$$A = \{1, 2, 3, 4\}$$
Is the relation x > y on $A$ transitive?
If yes please explain why it is so.
There will be the pair (2,1) as 2 > 1. However y being 1 will have no other pair (y,z) as 1 is the smallest number in the set $A$. So the condition
for the relation to be transitive:
$\forall x,y,z \in A : x R y \land y R z \implies x R z$.
will return false as there will be no $y R z$ pair to satisfy the whole condition.
Is my thinking right?
On
Its transitive. The relation $>$ is defined on the natural numbers as $x>y$ if there a natural number $a>0$ such that $x=y+a$.
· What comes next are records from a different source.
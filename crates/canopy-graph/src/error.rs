use thiserror::Error;

#[derive(Debug, Error)]
pub enum Error {
    #[error("invalid graph: node `{node}` references missing node `{missing}`")]
    DanglingReference { node: String, missing: String },
    #[error("root index {index} is out of range for {len} nodes")]
    RootIndexOutOfRange { index: usize, len: usize },
    #[error("graph input contains no nodes")]
    EmptyGraph,
    #[error(transparent)]
    Json(#[from] serde_json::Error),
}

pub type Result<T> = std::result::Result<T, Error>;
use std::cell::Cell;
use std::rc::Rc;
use std::time::{Duration, Instant};

/// Monotonic time source for the scheduler.
pub trait Clock {
    /// Time elapsed since the clock's origin.
    fn now(&self) -> Duration;

    /// Blocks (or pretends to) until `duration` has passed.
    fn wait(&self, duration: Duration);
}

/// Wall clock backed by [`Instant`].
#[derive(Debug, Clone, Copy)]
pub struct SystemClock {
    origin: Instant,
}

impl Default for SystemClock {
    fn default() -> Self {
        Self {
            origin: Instant::now(),
        }
    }
}

impl Clock for SystemClock {
    fn now(&self) -> Duration {
        self.origin.elapsed()
    }

    fn wait(&self, duration: Duration) {
        std::thread::sleep(duration);
    }
}

/// Simulated clock. Clones share the same time; `wait` advances it instantly.
#[derive(Debug, Clone, Default)]
pub struct ManualClock {
    now: Rc<Cell<Duration>>,
}

impl ManualClock {
    pub fn new() -> Self {
        Self::default()
    }

    pub fn advance(&self, by: Duration) {
        self.now.set(self.now.get() + by);
    }

    pub fn set(&self, at: Duration) {
        self.now.set(at);
    }
}

impl Clock for ManualClock {
    fn now(&self) -> Duration {
        self.now.get()
    }

    fn wait(&self, duration: Duration) {
        self.advance(duration);
    }
}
Thus if $x>y$ and $y>z$, then there are $a,b>0$ such that $x=y+a$ and $y=z+b$. Therefore, $x=z+(a+b)$ with $a+b>0$. Hence, $x>z$.
As another question of the OP (see comments) if a relation is transitive, its inverse relation is also transitive. Inverse of $>$ is $<$ and inverse of $\geq$ is $\leq$.
The relation $\geq$ is also transitive. Its definition: $x\geq y$ iff there is a natural number $a\geq 0$ such that $x=a+y$.
No, you have universal quantification. If you have pair $(x, y)$ in relation, you don't necessary need to have a pair $(y, z)$ also in relation - you just need if there is such pair to also have $(x, z)$ in relation.
The transitivity condition requires you to have pair $(x, z)$ only if there already are pairs $(x, y)$ and $(y, z)$. It doesn't require anything about $(x, y)$ and $(y, z)$.
And this relation is transitive. You can see it by either writing all $6$ of its elements directly, or by noting that it's just restriction of usual transitive order on integer numbers to set $A$.